Application Practices of QSFP28 100G ER4 in Metropolitan Area Networks

The design of the QSFP28 100G ER4 optical transceiver fully considers the transmission requirements of metropolitan area networks (MANs). It employs 4-lane 25G NRZ Wavelength Division Multiplexing (WDM) technology, converting four 25Gbps electrical signals into four LAN WDM optical signals, which are then multiplexed into a single channel to achieve 100G optical transmission.

On the receiving end, the opposite demultiplexing process is performed. This technical approach effectively controls transceiver complexity and power consumption while ensuring transmission efficiency.

In terms of form factor, the QSFP28 transceiver size is approximately 80% smaller compared to the earlier 100G CFP package. This compact design enables a single device to support higher port density, significantly improving space utilization efficiency for MAN equipment.

Regarding key parameters, the typical power consumption of QSFP28 100G ER4 does not exceed 3.5W. Its operating wavelengths are centered on the four LAN WDM channels: 1295.56nm, 1300.05nm, 1304.58nm, and 1309.14nm. It supports a duplex LC interface, is compatible with standard single-mode fiber (G.652), and offers a maximum link budget of up to 18dB.

02 Performance Positioning
Within the 100G optical transceiver family, different models are optimized for various transmission distances. The ER4 transceiver's 40-kilometer transmission capability precisely meets common distance requirements within metropolitan area networks.

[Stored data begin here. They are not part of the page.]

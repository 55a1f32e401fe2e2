use std::path::{Path, PathBuf};

use walkdir::WalkDir;

use crate::config::defaults::{LAYOUTS_DIR, PAGES_DIR, POSTS_DIR, STATIC_DIR};
use crate::utils::error::{BananaError, BananaResult};

/// Directories to register with the OS watcher, one by one and non-recursively
///
/// The list is the site root, `layouts/`, and `posts/`, `pages/` and
/// `static/` together with all of their subdirectories. Absent directories
/// are skipped.
pub fn watch_targets(base: &Path) -> BananaResult<Vec<PathBuf>> {
    let mut targets = vec![base.to_path_buf()];

    let layouts = base.join(LAYOUTS_DIR);
    if layouts.is_dir() {
        targets.push(layouts);
    }

    for name in [POSTS_DIR, PAGES_DIR, STATIC_DIR] {
        let root = base.join(name);
        if !root.is_dir() {
            continue;
        }

        for entry in WalkDir::new(&root).sort_by_file_name() {
            let entry = entry.map_err(|e| BananaError::watch(format!("{}: {}", root.display(), e)))?;
            if entry.file_type().is_dir() {
                targets.push(entry.into_path());
            }
        }
    }

    Ok(targets)
}

#[cfg(test)]
mod tests {
    use super::*;
    use std::fs;
    use tempfile::TempDir;

    #[test]
    fn test_only_site_root_when_empty() {
        let dir = TempDir::new().unwrap();
        assert_eq!(watch_targets(dir.path()).unwrap(), vec![dir.path().to_path_buf()]);
    }

    #[test]
    fn test_includes_nested_directories() {
        let dir = TempDir::new().unwrap();
        let root = dir.path();
        for sub in ["layouts", "posts", "pages/docs/deep", "static/css", "_build/static", "drafts"] {
            fs::create_dir_all(root.join(sub)).unwrap();
        }
        fs::write(root.join("pages/docs/intro.tmpl"), "hi").unwrap();

        let targets = watch_targets(root).unwrap();
        let expected: Vec<PathBuf> = [
            "",
            "layouts",
            "posts",
            "pages",
            "pages/docs",
            "pages/docs/deep",
            "static",
            "static/css",
        ]
        .iter()
        .map(|sub| if sub.is_empty() { root.to_path_buf() } else { root.join(sub) })
        .collect();

        assert_eq!(targets, expected);
    }

    #[test]
    fn test_layouts_is_not_walked() {
        let dir = TempDir::new().unwrap();
        fs::create_dir_all(dir.path().join("layouts/partials")).unwrap();

        let targets = watch_targets(dir.path()).unwrap();
        assert!(targets.contains(&dir.path().join("layouts")));
        assert!(!targets.contains(&dir.path().join("layouts/partials")));
    }
}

In contrast, the QSFP28-100G-SR4 is primarily designed for multi-mode fiber data center interconnects within a hundred meters; the LR4 transceiver has a transmission distance of 10 kilometers; and the ZR4 is designed for ultra-long-haul transmission exceeding 80 kilometers. This differentiated product positioning allows network planners to select the most cost-effective solution based on actual transmission distance requirements.

03 MAN Application Scenarios
Metropolitan area networks connect multiple data centers, enterprise campuses, and carrier network nodes within a city. The distances between these nodes typically range from a few to tens of kilometers, which is the ideal range for the QSFP28 100G ER4.

Carrier Edge Network Upgrades are a key application scenario for the ER4 transceiver. Traditional 10G networks have become insufficient in the face of surging video traffic and 5G service development.

Data Center Interconnect (DCI) is another critical application. With the growth of distributed computing and disaster recovery needs, high-speed, reliable connections are required between different data centers within the same city. The 40km transmission distance is sufficient to cover most intra-city DCI requirements.

Enterprise Private Lines and Campus Interconnects are increasingly relying on such high-performance optical transceivers. Large enterprises with offices, R&D centers, and factories distributed across different areas of a city need to build private high-speed communication networks. The ER4 transceiver provides a smooth transition capability from the enterprise core network to the carrier network.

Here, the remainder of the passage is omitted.